Just ask The Streisand Style Files, the longtime fan blog that chronicles her every outfit. Streisand’s first Broadway role — I Can Get It for You Wholesale in 1962 — was a musical about the garment business. For the elaborate fashion-fantasy sequence for Second Hand Rose” in her TV special My Name Is Barbra, Streisand filmed overnight on location at Bergdorf Goodman on her day off, in between performances. The woman loves fashion, and we love her for it! Major auctions at Christies and Juliens have featured the contents of her original New York apartment, her sprawling Malibu ranch house and her many collections — including the fabled subterranean shopping mall in the basement of the cliffside Malibu home she shares with husband James Brolin, featuring vitrines and boutiques of her own vintage clothing and antique collections. Instead of just storing my things in the basement, I can make a street of shops and display them,” she once explained of the unusual underground lair. 

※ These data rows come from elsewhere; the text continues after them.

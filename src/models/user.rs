// SPDX-License-Identifier: MIT
// Copyright 2026 Roland Dreier <roland@rolandd.dev>

//! User model for storage and API.
//!
//! Derived state (`is_locked`, `full_name`) is computed from stored fields
//! and never persisted. The mutation helpers here are pure: store backends
//! apply them inside a single per-document atomic update.

use chrono::{DateTime, Duration, Utc};
use serde::{Deserialize, Serialize};
use subtle::ConstantTimeEq;
#[cfg(feature = "binding-generation")]
use ts_rs::TS;

/// Authorization role.
#[derive(Debug, Clone, Copy, Default, PartialEq, Eq, Hash, Serialize, Deserialize)]
#[cfg_attr(feature = "binding-generation", derive(TS))]
#[cfg_attr(
    feature = "binding-generation",
    ts(export, export_to = "client/src/api/generated/")
)]
#[serde(rename_all = "lowercase")]
pub enum Role {
    #[default]
    User,
    Admin,
}

impl Role {
    pub fn as_str(self) -> &'static str {
        match self {
            Role::User => "user",
            Role::Admin => "admin",
        }
    }
}

/// A refresh token issued to this user and not yet revoked.
#[derive(Debug, Clone, PartialEq, Eq, Serialize, Deserialize)]
pub struct RefreshTokenEntry {
    pub token: String,
    pub created_at: DateTime<Utc>,
}

impl RefreshTokenEntry {
    pub fn new(token: String, created_at: DateTime<Utc>) -> Self {
        Self { token, created_at }
    }

    /// Entries expire independently of the token's own `exp` claim.
    pub fn is_retained(&self, now: DateTime<Utc>, retention: Duration) -> bool {
        self.created_at + retention > now
    }

    fn matches(&self, token: &str) -> bool {
        self.token.as_bytes().ct_eq(token.as_bytes()).into()
    }
}

/// Lockout settings applied on failed logins.
#[derive(Debug, Clone, Copy)]
pub struct LockoutPolicy {
    pub max_attempts: u32,
    pub lock_duration: Duration,
}

/// User document stored in the `users` collection.
#[derive(Debug, Clone, Serialize, Deserialize)]
pub struct User {
    /// Opaque document ID
    pub id: String,
    pub username: String,
    /// Always stored lower-cased
    pub email: String,
    /// bcrypt hash; never leaves the server
    pub password_hash: String,
    pub first_name: Option<String>,
    pub last_name: Option<String>,
    #[serde(default)]
    pub role: Role,
    pub is_active: bool,
    #[serde(default)]
    pub is_email_verified: bool,
    #[serde(default)]
    pub login_attempts: u32,
    pub lock_until: Option<DateTime<Utc>>,
    #[serde(default)]
    pub refresh_tokens: Vec<RefreshTokenEntry>,
    pub last_login: Option<DateTime<Utc>>,
    pub created_at: DateTime<Utc>,
    pub updated_at: DateTime<Utc>,
}

/// Fields needed to create a user record.
#[derive(Debug, Clone)]
pub struct NewUser {
    pub username: String,
    pub email: String,
    pub password_hash: String,
    pub first_name: Option<String>,
    pub last_name: Option<String>,
}

/// Profile fields a user may change about themselves.
#[derive(Debug, Clone, Default)]
pub struct ProfileChanges {
    pub email: Option<String>,
    pub first_name: Option<String>,
    pub last_name: Option<String>,
}

impl User {
    /// Build a fresh record with role `user`, active, no sessions.
    pub fn create(id: String, new_user: NewUser, now: DateTime<Utc>) -> Self {
        Self {
            id,
            username: new_user.username,
            email: new_user.email.to_lowercase(),
            password_hash: new_user.password_hash,
            first_name: new_user.first_name,
            last_name: new_user.last_name,
            role: Role::User,
            is_active: true,
            is_email_verified: false,
            login_attempts: 0,
            lock_until: None,
            refresh_tokens: Vec::new(),
            last_login: None,
            created_at: now,
            updated_at: now,
        }
    }

    /// Locked while `now < lock_until`.
    pub fn is_locked_at(&self, now: DateTime<Utc>) -> bool {
        self.lock_until.is_some_and(|until| until > now)
    }

    pub fn full_name(&self) -> String {
        let first = self.first_name.as_deref().filter(|s| !s.is_empty());
        let last = self.last_name.as_deref().filter(|s| !s.is_empty());
        match (first, last) {
            (Some(first), Some(last)) => format!("{} {}", first, last),
            (Some(name), None) | (None, Some(name)) => name.to_string(),
            (None, None) => self.username.clone(),
        }
    }

    /// Whether `token` is in the stored set and still inside the retention window.
    pub fn holds_refresh_token(&self, token: &str, now: DateTime<Utc>, retention: Duration) -> bool {
        self.refresh_tokens
            .iter()
            .any(|entry| entry.is_retained(now, retention) && entry.matches(token))
    }

    /// Record one failed password check.
    ///
    /// An expired lock restarts the counter at 1. Reaching the threshold while
    /// unlocked sets a new lock. Returns true if this call locked the account.
    pub fn apply_failed_login(&mut self, policy: &LockoutPolicy, now: DateTime<Utc>) -> bool {
        self.updated_at = now;

        if self.lock_until.is_some_and(|until| until <= now) {
            self.lock_until = None;
            self.login_attempts = 1;
            return false;
        }

        self.login_attempts = self.login_attempts.saturating_add(1);
        if self.login_attempts >= policy.max_attempts && !self.is_locked_at(now) {
            self.lock_until = Some(now + policy.lock_duration);
            return true;
        }
        false
    }

    /// Reset the lockout state and register a new session.
    pub fn apply_successful_login(
        &mut self,
        entry: RefreshTokenEntry,
        now: DateTime<Utc>,
        retention: Duration,
    ) {
        self.login_attempts = 0;
        self.lock_until = None;
        self.last_login = Some(now);
        self.push_refresh_token(entry, now, retention);
    }

    /// Append a refresh token, dropping entries past the retention window.
    pub fn push_refresh_token(
        &mut self,
        entry: RefreshTokenEntry,
        now: DateTime<Utc>,
        retention: Duration,
    ) {
        self.prune_refresh_tokens(now, retention);
        self.refresh_tokens.push(entry);
        self.updated_at = now;
    }

    /// Swap `old` for `new` in one step. Returns false, leaving the record
    /// untouched, if `old` is not currently held.
    pub fn rotate_refresh_token(
        &mut self,
        old: &str,
        new: RefreshTokenEntry,
        now: DateTime<Utc>,
        retention: Duration,
    ) -> bool {
        if !self.holds_refresh_token(old, now, retention) {
            return false;
        }
        self.refresh_tokens.retain(|entry| !entry.matches(old));
        self.push_refresh_token(new, now, retention);
        true
    }

    /// Remove one refresh token. Returns whether anything was removed.
    pub fn remove_refresh_token(&mut self, token: &str, now: DateTime<Utc>) -> bool {
        let before = self.refresh_tokens.len();
        self.refresh_tokens.retain(|entry| !entry.matches(token));
        let removed = self.refresh_tokens.len() != before;
        if removed {
            self.updated_at = now;
        }
        removed
    }

    /// Drop every refresh token. Returns how many were held.
    pub fn clear_refresh_tokens(&mut self, now: DateTime<Utc>) -> usize {
        let count = self.refresh_tokens.len();
        self.refresh_tokens.clear();
        self.updated_at = now;
        count
    }

    /// Apply profile changes. A changed email resets verification.
    pub fn apply_profile_changes(&mut self, changes: ProfileChanges, now: DateTime<Utc>) {
        if let Some(email) = changes.email {
            let email = email.to_lowercase();
            if email != self.email {
                self.email = email;
                self.is_email_verified = false;
            }
        }
        if let Some(first_name) = changes.first_name {
            self.first_name = Some(first_name);
        }
        if let Some(last_name) = changes.last_name {
            self.last_name = Some(last_name);
        }
        self.updated_at = now;
    }

    /// Replace the password hash and end every session.
    pub fn replace_password_hash(&mut self, password_hash: String, now: DateTime<Utc>) {
        self.password_hash = password_hash;
        self.clear_refresh_tokens(now);
    }

    fn prune_refresh_tokens(&mut self, now: DateTime<Utc>, retention: Duration) {
        self.refresh_tokens
            .retain(|entry| entry.is_retained(now, retention));
    }
}

/// User fields safe to return to clients.
#[derive(Debug, Clone, Serialize)]
#[cfg_attr(feature = "binding-generation", derive(TS))]
#[cfg_attr(
    feature = "binding-generation",
    ts(export, export_to = "client/src/api/generated/")
)]
#[serde(rename_all = "camelCase")]
pub struct PublicUser {
    pub id: String,
    pub username: String,
    pub email: String,
    pub first_name: Option<String>,
    pub last_name: Option<String>,
    pub full_name: String,
    pub role: Role,
    pub is_email_verified: bool,
    pub last_login: Option<DateTime<Utc>>,
    pub created_at: DateTime<Utc>,
    pub updated_at: DateTime<Utc>,
}

impl From<&User> for PublicUser {
    fn from(user: &User) -> Self {
        Self {
            id: user.id.clone(),
            username: user.username.clone(),
            email: user.email.clone(),
            first_name: user.first_name.clone(),
            last_name: user.last_name.clone(),
            full_name: user.full_name(),
            role: user.role,
            is_email_verified: user.is_email_verified,
            last_login: user.last_login,
            created_at: user.created_at,
            updated_at: user.updated_at,
        }
    }
}
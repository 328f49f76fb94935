//! Error types shared by the relay and the bridge.

use thiserror::Error;

/// Errors raised while relaying or bridging playback events.
#[derive(Debug, Error)]
pub enum SyncError {
    /// Transport failure on either channel.
    #[error("i/o error: {0}")]
    Io(#[from] std::io::Error),

    /// The player sent a line that is not valid JSON.
    #[error("malformed player message {line:?}: {source}")]
    PlayerDecode {
        line: String,
        #[source]
        source: serde_json::Error,
    },

    /// The player sent valid JSON with an unexpected payload type.
    #[error("unexpected player message shape: {0}")]
    PlayerShape(String),

    /// The player process could not be started or never opened its socket.
    #[error("failed to launch player: {0}")]
    Launch(String),
}

impl SyncError {
    /// Whether this error must terminate the whole process.
    ///
    /// The player control channel is trusted, so anything it sends that we
    /// cannot decode means the two sides disagree about the protocol.
    pub fn is_fatal(&self) -> bool {
        matches!(
            self,
            SyncError::PlayerDecode { .. } | SyncError::PlayerShape(_) | SyncError::Launch(_)
        )
    }
}

pub type Result<T> = std::result::Result<T, SyncError>;
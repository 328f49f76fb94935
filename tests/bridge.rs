// End-to-end test of a bridge between a fake player and a real relay.
//
// The fake player is a Unix socket listener in a temp dir that answers the
// way the real player would. A second relay peer is a plain TCP socket that
// stands in for another participant.

use std::io::{BufRead, BufReader, ErrorKind, Write};
use std::net::TcpStream;
use std::os::unix::net::{UnixListener, UnixStream};
use std::thread;
use std::time::{Duration, Instant};

use serde_json::{json, Value};

use mpv_sync::client;
use mpv_sync::config::{BridgeConfig, RelayConfig};
use mpv_sync::server::Relay;

struct FakePlayer {
    reader: BufReader<UnixStream>,
    writer: UnixStream,
}

impl FakePlayer {
    fn accept(listener: &UnixListener) -> FakePlayer {
        let (stream, _) = listener.accept().unwrap();
        stream
            .set_read_timeout(Some(Duration::from_secs(5)))
            .unwrap();
        FakePlayer {
            reader: BufReader::new(stream.try_clone().unwrap()),
            writer: stream,
        }
    }

    fn recv(&mut self) -> Value {
        let mut line = String::new();
        self.reader.read_line(&mut line).unwrap();
        serde_json::from_str(&line).unwrap()
    }

    fn send(&mut self, message: Value) {
        let mut line = message.to_string();
        line.push('\n');
        self.writer.write_all(line.as_bytes()).unwrap();
    }
}

fn recv_line(reader: &mut BufReader<TcpStream>) -> Option<String> {
    let mut line = String::new();
    match reader.read_line(&mut line) {
        Ok(0) => None,
        Ok(_) => Some(line),
        Err(e) if matches!(e.kind(), ErrorKind::WouldBlock | ErrorKind::TimedOut) => None,
        Err(e) => panic!("unexpected read error: {e}"),
    }
}

#[test]
fn remote_commands_are_applied_and_their_echoes_suppressed() {
    let relay = Relay::bind(&RelayConfig {
        bind: "127.0.0.1".into(),
        port: 0,
        ..RelayConfig::default()
    })
    .unwrap();
    let relay_addr = relay.local_addr().unwrap();
    let peers = relay.peers();
    relay.spawn();

    let dir = tempfile::tempdir().unwrap();
    let socket_path = dir.path().join("player.sock");
    let listener = UnixListener::bind(&socket_path).unwrap();

    let config = BridgeConfig {
        relay_addr: relay_addr.to_string(),
        socket_path: Some(socket_path),
        launch_player: false,
        ..BridgeConfig::default()
    };
    thread::spawn(move || client::run(config));

    let mut player = FakePlayer::accept(&listener);
    assert_eq!(
        player.recv(),
        json!({"command": ["observe_property", 1, "pause"]})
    );

    let remote = TcpStream::connect(relay_addr).unwrap();
    remote
        .set_read_timeout(Some(Duration::from_secs(1)))
        .unwrap();
    let mut remote_reader = BufReader::new(remote.try_clone().unwrap());
    let mut remote_writer = remote;

    let deadline = Instant::now() + Duration::from_secs(5);
    while peers.len() < 2 {
        assert!(Instant::now() < deadline, "bridge never joined the relay");
        thread::sleep(Duration::from_millis(10));
    }

    // Remote pause: applied locally, echo swallowed.
    remote_writer.write_all(b"true\n").unwrap();
    assert_eq!(
        player.recv(),
        json!({"command": ["set_property", "pause", true]})
    );
    player.send(json!({"request_id": 0, "error": "success"}));
    player.send(json!({"event": "property-change", "id": 1, "name": "pause", "data": true}));

    // Remote seek: applied locally, the position query round trip is
    // consumed inside the bridge.
    remote_writer.write_all(b"12.500000\n").unwrap();
    assert_eq!(player.recv(), json!({"command": ["seek", 12.5, "absolute"]}));
    player.send(json!({"request_id": 0, "error": "success"}));
    player.send(json!({"event": "seek"}));
    assert_eq!(
        player.recv(),
        json!({"command": ["get_property", "time-pos"], "request_id": 1})
    );
    player.send(json!({"data": 12.5, "request_id": 1, "error": "success"}));

    // A genuine local unpause goes out exactly once.
    player.send(json!({"event": "property-change", "id": 1, "name": "pause", "data": false}));
    assert_eq!(recv_line(&mut remote_reader).as_deref(), Some("false\n"));
    assert_eq!(recv_line(&mut remote_reader), None);
}
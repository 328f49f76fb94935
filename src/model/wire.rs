//! Network wire protocol
//!
//! Bridges and the relay exchange plain ASCII lines. A line holding a decimal
//! number is an absolute seek position in seconds, a line holding `true` or
//! `false` is a pause state. The relay never looks inside a line; only the
//! bridges decode them.

use std::fmt;

/// A playback event as carried on the network.
#[derive(Debug, Clone, PartialEq)]
pub enum NetMessage {
    /// Seek to an absolute position, in seconds.
    Seek(f64),
    /// Set the pause state.
    Pause(bool),
    /// Anything else. Receivers log and drop these.
    Unrecognized(String),
}

impl NetMessage {
    /// Decode one line. The trailing newline (and a carriage return, if a
    /// peer sent one) is ignored.
    ///
    /// Decoding is ordered: a number wins over a boolean, and whatever is
    /// left is `Unrecognized`.
    pub fn parse(line: &str) -> NetMessage {
        let text = line.trim_end_matches('\n').trim_end_matches('\r');

        if let Ok(time) = text.parse::<f64>() {
            if time.is_finite() {
                return NetMessage::Seek(time);
            }
        }

        match text {
            "true" => NetMessage::Pause(true),
            "false" => NetMessage::Pause(false),
            _ => NetMessage::Unrecognized(text.to_string()),
        }
    }

    /// Encode as a newline-terminated line, or `None` for `Unrecognized`.
    pub fn encode(&self) -> Option<String> {
        match self {
            NetMessage::Seek(_) | NetMessage::Pause(_) => Some(format!("{self}\n")),
            NetMessage::Unrecognized(_) => None,
        }
    }
}

impl fmt::Display for NetMessage {
    fn fmt(&self, f: &mut fmt::Formatter<'_>) -> fmt::Result {
        match self {
            NetMessage::Seek(time) => write!(f, "{time:.6}"),
            NetMessage::Pause(paused) => write!(f, "{paused}"),
            NetMessage::Unrecognized(text) => write!(f, "{text}"),
        }
    }
}

#[cfg(test)]
mod tests {
    use super::*;

    #[test]
    fn numbers_are_seeks() {
        assert_eq!(NetMessage::parse("12.500000\n"), NetMessage::Seek(12.5));
        assert_eq!(NetMessage::parse("0\n"), NetMessage::Seek(0.0));
        assert_eq!(NetMessage::parse("3.25\r\n"), NetMessage::Seek(3.25));
    }

    #[test]
    fn one_and_zero_are_numbers_not_booleans() {
        assert_eq!(NetMessage::parse("1\n"), NetMessage::Seek(1.0));
        assert_eq!(NetMessage::parse("0\n"), NetMessage::Seek(0.0));
    }

    #[test]
    fn boolean_literals_are_pauses() {
        assert_eq!(NetMessage::parse("true\n"), NetMessage::Pause(true));
        assert_eq!(NetMessage::parse("false\n"), NetMessage::Pause(false));
    }

    #[test]
    fn everything_else_is_unrecognized() {
        assert_eq!(
            NetMessage::parse("hello\n"),
            NetMessage::Unrecognized("hello".into())
        );
        assert_eq!(
            NetMessage::parse("NaN\n"),
            NetMessage::Unrecognized("NaN".into())
        );
        assert_eq!(
            NetMessage::parse("inf\n"),
            NetMessage::Unrecognized("inf".into())
        );
        assert_eq!(NetMessage::parse("\n"), NetMessage::Unrecognized("".into()));
    }

    #[test]
    fn encoding_uses_six_decimals_for_seeks() {
        assert_eq!(
            NetMessage::Seek(12.5).encode().as_deref(),
            Some("12.500000\n")
        );
        assert_eq!(NetMessage::Pause(true).encode().as_deref(), Some("true\n"));
        assert_eq!(NetMessage::Pause(false).encode().as_deref(), Some("false\n"));
        assert_eq!(NetMessage::Unrecognized("x".into()).encode(), None);
    }
}
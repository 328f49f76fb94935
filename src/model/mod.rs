//! Data models for playback sync
//!
//! This module contains the wire formats spoken on both channels, the relay's
//! peer bookkeeping and the echo suppression state shared by a bridge's loops.

pub mod peer;
pub mod player;
pub mod suppression;
pub mod wire;
//! Bridge runtime
//!
//! Connects one participant's player and the relay, runs the bridge's two
//! loops on their own threads and decides when the client is done. A fatal
//! player-channel error ends the client; a loop that merely stops does not.

use std::io::{self, BufReader};
use std::net::TcpStream;
use std::process::ExitStatus;
use std::sync::mpsc;
use std::sync::Arc;
use std::thread;

use anyhow::{bail, Context, Result};
use tracing::{error, info, warn};

use crate::bridge::Bridge;
use crate::config::BridgeConfig;
use crate::error::SyncError;
use crate::player::{self, PlayerProcess};
use crate::util::init_log;

/// Why one of the client's threads stopped.
enum Exit {
    PlayerLoop(Result<(), SyncError>),
    NetworkLoop(Result<(), SyncError>),
    Player(io::Result<ExitStatus>),
}

pub fn main(config: BridgeConfig) -> Result<()> {
    init_log();
    run(config)
}

/// Connect the player and the relay, then bridge them until the player
/// exits. Without a player process of our own, runs until both loops end.
pub fn run(config: BridgeConfig) -> Result<()> {
    let (process, player_stream) = if config.launch_player {
        let (process, stream) = player::launch(&config)?;
        (Some(process), stream)
    } else {
        let path = config
            .socket_path
            .as_deref()
            .context("a control socket path is required when not launching the player")?;
        let stream = player::attach(path, config.connect_timeout)
            .with_context(|| format!("connecting to player at {}", path.display()))?;
        (None, stream)
    };

    let network = TcpStream::connect(&config.relay_addr)
        .with_context(|| format!("connecting to relay at {}", config.relay_addr))?;
    info!("Connected to relay at {}", config.relay_addr);

    let bridge = Arc::new(Bridge::new(
        player_stream.try_clone()?,
        network.try_clone()?,
        config.echo_timeout,
    ));

    let (tx, rx) = mpsc::channel();

    let (player_bridge, player_tx) = (bridge.clone(), tx.clone());
    thread::spawn(move || {
        let result = player_bridge.run_player_loop(BufReader::new(player_stream));
        let _ = player_tx.send(Exit::PlayerLoop(result));
    });

    let (network_bridge, network_tx) = (bridge, tx.clone());
    thread::spawn(move || {
        let result = network_bridge.run_network_loop(BufReader::new(network));
        let _ = network_tx.send(Exit::NetworkLoop(result));
    });

    let has_process = process.is_some();
    if let Some(process) = process {
        spawn_player_watch(process, tx);
    } else {
        drop(tx);
    }

    supervise(rx, has_process)
}

fn spawn_player_watch(mut process: PlayerProcess, tx: mpsc::Sender<Exit>) {
    thread::spawn(move || {
        let status = process.wait();
        let _ = tx.send(Exit::Player(status));
    });
}

fn supervise(rx: mpsc::Receiver<Exit>, has_process: bool) -> Result<()> {
    let mut loops_running = 2;

    for exit in rx {
        match exit {
            Exit::PlayerLoop(Err(e)) if e.is_fatal() => {
                error!("player control channel is unusable: {e}");
                return Err(e).context("player control channel");
            }
            Exit::PlayerLoop(result) | Exit::NetworkLoop(result) => {
                loops_running -= 1;
                match result {
                    Ok(()) => info!(loops_running, "bridge loop ended"),
                    Err(e) => warn!(loops_running, "bridge loop ended: {e}"),
                }
                if loops_running == 0 && !has_process {
                    return Ok(());
                }
            }
            Exit::Player(Ok(status)) if status.success() => {
                info!("player exited");
                return Ok(());
            }
            Exit::Player(Ok(status)) => bail!("player exited with {status}"),
            Exit::Player(Err(e)) => return Err(e).context("waiting for player"),
        }
    }

    Ok(())
}

#[cfg(test)]
mod tests {
    use super::*;
    use std::os::unix::process::ExitStatusExt;

    #[test]
    fn fatal_player_error_stops_the_client() {
        let (tx, rx) = mpsc::channel();
        tx.send(Exit::NetworkLoop(Ok(()))).unwrap();
        tx.send(Exit::PlayerLoop(Err(SyncError::PlayerShape("x".into()))))
            .unwrap();

        assert!(supervise(rx, true).is_err());
    }

    #[test]
    fn one_loop_ending_does_not_stop_the_client() {
        let (tx, rx) = mpsc::channel();
        tx.send(Exit::NetworkLoop(Ok(()))).unwrap();
        tx.send(Exit::Player(Ok(ExitStatus::from_raw(1 << 8)))).unwrap();

        // Had supervision stopped at the network loop it would report Ok;
        // the error shows it went on to observe the player exit.
        assert!(supervise(rx, true).is_err());
    }

    #[test]
    fn player_failure_status_is_an_error() {
        let (tx, rx) = mpsc::channel();
        tx.send(Exit::Player(Ok(ExitStatus::from_raw(1 << 8)))).unwrap();

        assert!(supervise(rx, true).is_err());
    }

    #[test]
    fn without_a_process_both_loops_must_end() {
        let (tx, rx) = mpsc::channel();
        tx.send(Exit::PlayerLoop(Err(SyncError::Io(
            io::ErrorKind::ConnectionReset.into(),
        ))))
        .unwrap();
        tx.send(Exit::NetworkLoop(Ok(()))).unwrap();

        // The sender is still alive, so returning proves both exits counted.
        assert!(supervise(rx, false).is_ok());
        drop(tx);
    }
}
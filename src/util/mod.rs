use std::net::{IpAddr, Ipv4Addr};

use systemstat::{Platform, System};
use tracing_subscriber::EnvFilter;

/// Install the global `tracing` subscriber. `RUST_LOG` overrides the default
/// `info` level. Calling this twice is harmless.
pub fn init_log() {
    let filter = EnvFilter::try_from_default_env().unwrap_or_else(|_| EnvFilter::new("info"));

    let _ = tracing_subscriber::fmt().with_env_filter(filter).try_init();
}

/// Pick an IPv4 address that remote peers can use to reach this host.
///
/// Iterates over all network interfaces provided by `systemstat`, skipping any
/// loopback, link-local or broadcast addresses. Returns `None` if the host
/// exposes no such address or the interfaces cannot be listed.
pub fn select_host_address() -> Option<IpAddr> {
    let system = System::new();
    let networks = system.networks().ok()?;

    networks
        .values()
        .flat_map(|net| net.addrs.iter())
        .find_map(|n| match n.addr {
            systemstat::IpAddr::V4(v) if is_routable(v) => Some(IpAddr::V4(v)),
            _ => None,
        })
}

fn is_routable(v: Ipv4Addr) -> bool {
    !v.is_loopback() && !v.is_link_local() && !v.is_broadcast() && !v.is_unspecified()
}

#[cfg(test)]
mod tests {
    use super::*;

    #[test]
    fn loopback_and_link_local_are_not_routable() {
        assert!(!is_routable(Ipv4Addr::LOCALHOST));
        assert!(!is_routable(Ipv4Addr::new(169, 254, 1, 1)));
        assert!(!is_routable(Ipv4Addr::BROADCAST));
        assert!(!is_routable(Ipv4Addr::UNSPECIFIED));
        assert!(is_routable(Ipv4Addr::new(192, 168, 1, 20)));
    }
}
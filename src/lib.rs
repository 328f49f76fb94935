//! Keeps several media players in playback sync.
//!
//! Each participant runs a bridge (`client`) that relays pause and seek
//! events between its local player and a shared broadcast relay (`server`).

pub mod bridge;
pub mod client;
pub mod config;
pub mod error;
pub mod model;
pub mod player;
pub mod server;
pub mod util;
//! Runtime configuration for the relay and the bridge.

use std::path::PathBuf;
use std::time::Duration;

/// Configuration for the broadcast relay.
#[derive(Debug, Clone)]
pub struct RelayConfig {
    pub bind: String,
    pub port: u16,
    /// A peer's read loop exits once its failure count exceeds this.
    pub max_read_failures: u32,
}

impl Default for RelayConfig {
    fn default() -> Self {
        Self {
            bind: "0.0.0.0".into(),
            port: 8000,
            max_read_failures: 8,
        }
    }
}

impl RelayConfig {
    pub fn listen_addr(&self) -> String {
        format!("{}:{}", self.bind, self.port)
    }
}

/// Configuration for one participant's bridge.
#[derive(Debug, Clone)]
pub struct BridgeConfig {
    /// `host:port` of the relay.
    pub relay_addr: String,
    /// Media handed to the player on launch.
    pub media: Option<String>,
    pub player_binary: String,
    /// Control socket path. A random temp path is used when unset.
    pub socket_path: Option<PathBuf>,
    /// Attach to an already running player instead of spawning one.
    pub launch_player: bool,
    /// How long a command we issued waits for its echo before the pending
    /// suppression lapses.
    pub echo_timeout: Duration,
    /// How long to wait for a freshly spawned player to open its socket.
    pub connect_timeout: Duration,
}

impl Default for BridgeConfig {
    fn default() -> Self {
        Self {
            relay_addr: "127.0.0.1:8000".into(),
            media: None,
            player_binary: "mpv".into(),
            socket_path: None,
            launch_player: true,
            echo_timeout: Duration::from_secs(5),
            connect_timeout: Duration::from_secs(10),
        }
    }
}
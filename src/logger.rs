use tracing_subscriber::{EnvFilter, layer::SubscriberExt, util::SubscriberInitExt};

/// Install the stderr subscriber. `RUST_LOG` overrides the default filter.
pub fn init_cli_logger(verbose: bool) {
    let default_filter = if verbose {
        "qfx_name_from_memo=debug,info"
    } else {
        "qfx_name_from_memo=info"
    };
    let filter =
        EnvFilter::try_from_default_env().unwrap_or_else(|_| EnvFilter::new(default_filter));

    tracing_subscriber::registry()
        .with(filter)
        .with(
            tracing_subscriber::fmt::layer()
                .with_writer(std::io::stderr)
                .with_target(false)
                .with_thread_ids(false)
                .with_file(false)
                .with_line_number(false)
                .compact(),
        )
        .init();
}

She may be known for her loyalty to modern luxe by pal Donna Karan, but who could forget the shimmering (and inadvertently sheer) Arnold Scaasi pantsuit Streisand wore to collect her Best Actress for Funny Girl at the 1969 Oscars? Or the leopard she sported front row at Christian Dior in 1966, for the Vogue profile on the brink of her superstardom? My personal favourites are her ’70s revival of the 1930s dress clip as I previously wrote about for Zoomer — effortlessly worn in a turban, naturally.

Barbra Streisand in her iconic up-cycling of a 1930’s dress clip on her turban on October 23, 1973. Photo: Max B. Miller/Fotos International/Getty Images

 

She’s an Activist and Philanthropist

 

An outspoken Hollywood powerhouse known for her liberal politics, in addition to political fundraising, Streisand has long had her own foundation for select charities and causes ranging from education and social justice to gun control and voter rights. She’s also been addressing climate change with funding since 1989, when she gave her first grand to the Environmental Defence Fund. Her longtime activism included speaking at the 2017 Women’s March and encompasses social conscience: her concerts are often benefits, while “You’ll Never Walk Alone,” a 2020 music video, was a tribute to front line pandemic workers. She also bought Disney stock for Gianna Floyd, the young daughter of George Floyd, the Black man murdered by Minneapolis police officers in 2020.

 

She’s Tough as Nails

 

That’s according to her former agent Michael Ovitz. But we’d be remiss if we didn’t mention those famous nails. They’re real (and always have been, according to the star) and they’re spectacular. An immaculate long manicure has been Streisand’s signature on screen and off since the very beginning of her career (the lone exception: Yentl). “When my mother wanted me to work in the school system and be a typist, I rebelled by growing my nails,” she explained in a 2018 Instagram video montage of clips from her famously long and lustrous talons over the years. “To this day I wish I could type.”

 

Streisand
Streisand and her signature nails, August 1973. Photo: Bettmann/Getty Images

 

So do we. Streisand wrote a bestselling design book more than a decade ago, but there’s still no updated publishing date for her long-awaited autobiography (still in progress after nearly a decade, reportedly at more than 800 pages and counting), which was initially expected in 2017. Streisand confirmed she’s still hard at work on it and mused on the meaning of legacy in a BBC interview last year, ascribing her desire to build a lasting legacy to the premature death of her father, a high school English teacher, when she was just a baby. 

“My father died at 35 and in a way I’m trying to carry on his legacy, too,” she said. “And that’s what I love about making movies and recordings, it lives on, after you.”